>>>

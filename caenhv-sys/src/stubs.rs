//! Panic stub implementations used when the `caen-sdk` feature is disabled.
//!
//! These allow the workspace to build and test on systems without the
//! proprietary libcaenhvwrapper installed, while still catching any
//! accidental usage at runtime.

use std::os::raw::{c_char, c_int, c_uchar, c_ushort, c_void};

use crate::{CAENHVRESULT, MAX_CH_NAME};

const CAEN_SDK_PANIC_MSG: &str = "CAENHV function called but the caen-sdk feature is not enabled. \
    Rebuild with --features caen-sdk and libcaenhvwrapper.so installed to talk to real hardware.";

#[no_mangle]
pub unsafe extern "C" fn CAENHV_InitSystem(
    _system: c_int,
    _link_type: c_int,
    _arg: *const c_void,
    _user_name: *const c_char,
    _passwd: *const c_char,
    _handle: *mut c_int,
) -> CAENHVRESULT {
    panic!("{}", CAEN_SDK_PANIC_MSG);
}

#[no_mangle]
pub unsafe extern "C" fn CAENHV_DeinitSystem(_handle: c_int) -> CAENHVRESULT {
    panic!("{}", CAEN_SDK_PANIC_MSG);
}

#[no_mangle]
pub unsafe extern "C" fn CAENHV_GetCrateMap(
    _handle: c_int,
    _nr_of_slot: *mut c_ushort,
    _nr_of_ch_list: *mut *mut c_ushort,
    _model_list: *mut *mut c_char,
    _description_list: *mut *mut c_char,
    _ser_num_list: *mut *mut c_ushort,
    _fmw_rel_min_list: *mut *mut c_uchar,
    _fmw_rel_max_list: *mut *mut c_uchar,
) -> CAENHVRESULT {
    panic!("{}", CAEN_SDK_PANIC_MSG);
}

#[no_mangle]
pub unsafe extern "C" fn CAENHV_GetChParamInfo(
    _handle: c_int,
    _slot: c_ushort,
    _ch: c_ushort,
    _par_name_list: *mut *mut c_char,
    _par_number: *mut c_int,
) -> CAENHVRESULT {
    panic!("{}", CAEN_SDK_PANIC_MSG);
}

#[no_mangle]
pub unsafe extern "C" fn CAENHV_GetChParamProp(
    _handle: c_int,
    _slot: c_ushort,
    _ch: c_ushort,
    _par_name: *const c_char,
    _prop_name: *const c_char,
    _retval: *mut c_void,
) -> CAENHVRESULT {
    panic!("{}", CAEN_SDK_PANIC_MSG);
}

#[no_mangle]
pub unsafe extern "C" fn CAENHV_GetChParam(
    _handle: c_int,
    _slot: c_ushort,
    _par_name: *const c_char,
    _ch_num: c_ushort,
    _ch_list: *const c_ushort,
    _par_val_list: *mut c_void,
) -> CAENHVRESULT {
    panic!("{}", CAEN_SDK_PANIC_MSG);
}

#[no_mangle]
pub unsafe extern "C" fn CAENHV_SetChParam(
    _handle: c_int,
    _slot: c_ushort,
    _par_name: *const c_char,
    _ch_num: c_ushort,
    _ch_list: *const c_ushort,
    _par_value: *mut c_void,
) -> CAENHVRESULT {
    panic!("{}", CAEN_SDK_PANIC_MSG);
}

#[no_mangle]
pub unsafe extern "C" fn CAENHV_GetChName(
    _handle: c_int,
    _slot: c_ushort,
    _ch_num: c_ushort,
    _ch_list: *const c_ushort,
    _ch_name_list: *mut [c_char; MAX_CH_NAME],
) -> CAENHVRESULT {
    panic!("{}", CAEN_SDK_PANIC_MSG);
}

#[no_mangle]
pub unsafe extern "C" fn CAENHV_SetChName(
    _handle: c_int,
    _slot: c_ushort,
    _ch_num: c_ushort,
    _ch_list: *const c_ushort,
    _ch_name: *const c_char,
) -> CAENHVRESULT {
    panic!("{}", CAEN_SDK_PANIC_MSG);
}

#[no_mangle]
pub unsafe extern "C" fn CAENHV_GetError(_handle: c_int) -> *const c_char {
    panic!("{}", CAEN_SDK_PANIC_MSG);
}

#[no_mangle]
pub unsafe extern "C" fn CAENHV_Free(_arg: *mut c_void) {
    panic!("{}", CAEN_SDK_PANIC_MSG);
}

<<<

## What the task requires
The entries above are to be output exactly as they appear.

## The answer
filename caenhv-sys/src/stubs.rs
//! Panic stub implementations used when the `caen-sdk` feature is disabled.
//!
//! These allow the workspace to build and test on systems without the
//! proprietary libcaenhvwrapper installed, while still catching any
//! accidental usage at runtime.

use std::os::raw::{c_char, c_int, c_uchar, c_ushort, c_void};

use crate::{CAENHVRESULT, MAX_CH_NAME};

const CAEN_SDK_PANIC_MSG: &str = "CAENHV function called but the caen-sdk feature is not enabled. \
    Rebuild with --features caen-sdk and libcaenhvwrapper.so installed to talk to real hardware.";

#[no_mangle]
pub unsafe extern "C" fn CAENHV_InitSystem(
    _system: c_int,
    _link_type: c_int,
    _arg: *const c_void,
    _user_name: *const c_char,
    _passwd: *const c_char,
    _handle: *mut c_int,
) -> CAENHVRESULT {
    panic!("{}", CAEN_SDK_PANIC_MSG);
}

#[no_mangle]
pub unsafe extern "C" fn CAENHV_DeinitSystem(_handle: c_int) -> CAENHVRESULT {
    panic!("{}", CAEN_SDK_PANIC_MSG);
}

#[no_mangle]
pub unsafe extern "C" fn CAENHV_GetCrateMap(
    _handle: c_int,
    _nr_of_slot: *mut c_ushort,
    _nr_of_ch_list: *mut *mut c_ushort,
    _model_list: *mut *mut c_char,
    _description_list: *mut *mut c_char,
    _ser_num_list: *mut *mut c_ushort,
    _fmw_rel_min_list: *mut *mut c_uchar,
    _fmw_rel_max_list: *mut *mut c_uchar,
) -> CAENHVRESULT {
    panic!("{}", CAEN_SDK_PANIC_MSG);
}

#[no_mangle]
pub unsafe extern "C" fn CAENHV_GetChParamInfo(
    _handle: c_int,
    _slot: c_ushort,
    _ch: c_ushort,
    _par_name_list: *mut *mut c_char,
    _par_number: *mut c_int,
) -> CAENHVRESULT {
    panic!("{}", CAEN_SDK_PANIC_MSG);
}

#[no_mangle]
pub unsafe extern "C" fn CAENHV_GetChParamProp(
    _handle: c_int,
    _slot: c_ushort,
    _ch: c_ushort,
    _par_name: *const c_char,
    _prop_name: *const c_char,
    _retval: *mut c_void,
) -> CAENHVRESULT {
    panic!("{}", CAEN_SDK_PANIC_MSG);
}

#[no_mangle]
pub unsafe extern "C" fn CAENHV_GetChParam(
    _handle: c_int,
    _slot: c_ushort,
    _par_name: *const c_char,
    _ch_num: c_ushort,
    _ch_list: *const c_ushort,
    _par_val_list: *mut c_void,
) -> CAENHVRESULT {
    panic!("{}", CAEN_SDK_PANIC_MSG);
}

#[no_mangle]
pub unsafe extern "C" fn CAENHV_SetChParam(
    _handle: c_int,
    _slot: c_ushort,
    _par_name: *const c_char,
    _ch_num: c_ushort,
    _ch_list: *const c_ushort,
    _par_value: *mut c_void,
) -> CAENHVRESULT {
    panic!("{}", CAEN_SDK_PANIC_MSG);
}

#[no_mangle]
pub unsafe extern "C" fn CAENHV_GetChName(
    _handle: c_int,
    _slot: c_ushort,
    _ch_num: c_ushort,
    _ch_list: *const c_ushort,
    _ch_name_list: *mut [c_char; MAX_CH_NAME],
) -> CAENHVRESULT {
    panic!("{}", CAEN_SDK_PANIC_MSG);
}

#[no_mangle]
pub unsafe extern "C" fn CAENHV_SetChName(
    _handle: c_int,
    _slot: c_ushort,
    _ch_num: c_ushort,
    _ch_list: *const c_ushort,
    _ch_name: *const c_char,
) -> CAENHVRESULT {
    panic!("{}", CAEN_SDK_PANIC_MSG);
}

#[no_mangle]
pub unsafe extern "C" fn CAENHV_GetError(_handle: c_int) -> *const c_char {
    panic!("{}", CAEN_SDK_PANIC_MSG);
}

#[no_mangle]
pub unsafe extern "C" fn CAENHV_Free(_arg: *mut c_void) {
    panic!("{}", CAEN_SDK_PANIC_MSG);
}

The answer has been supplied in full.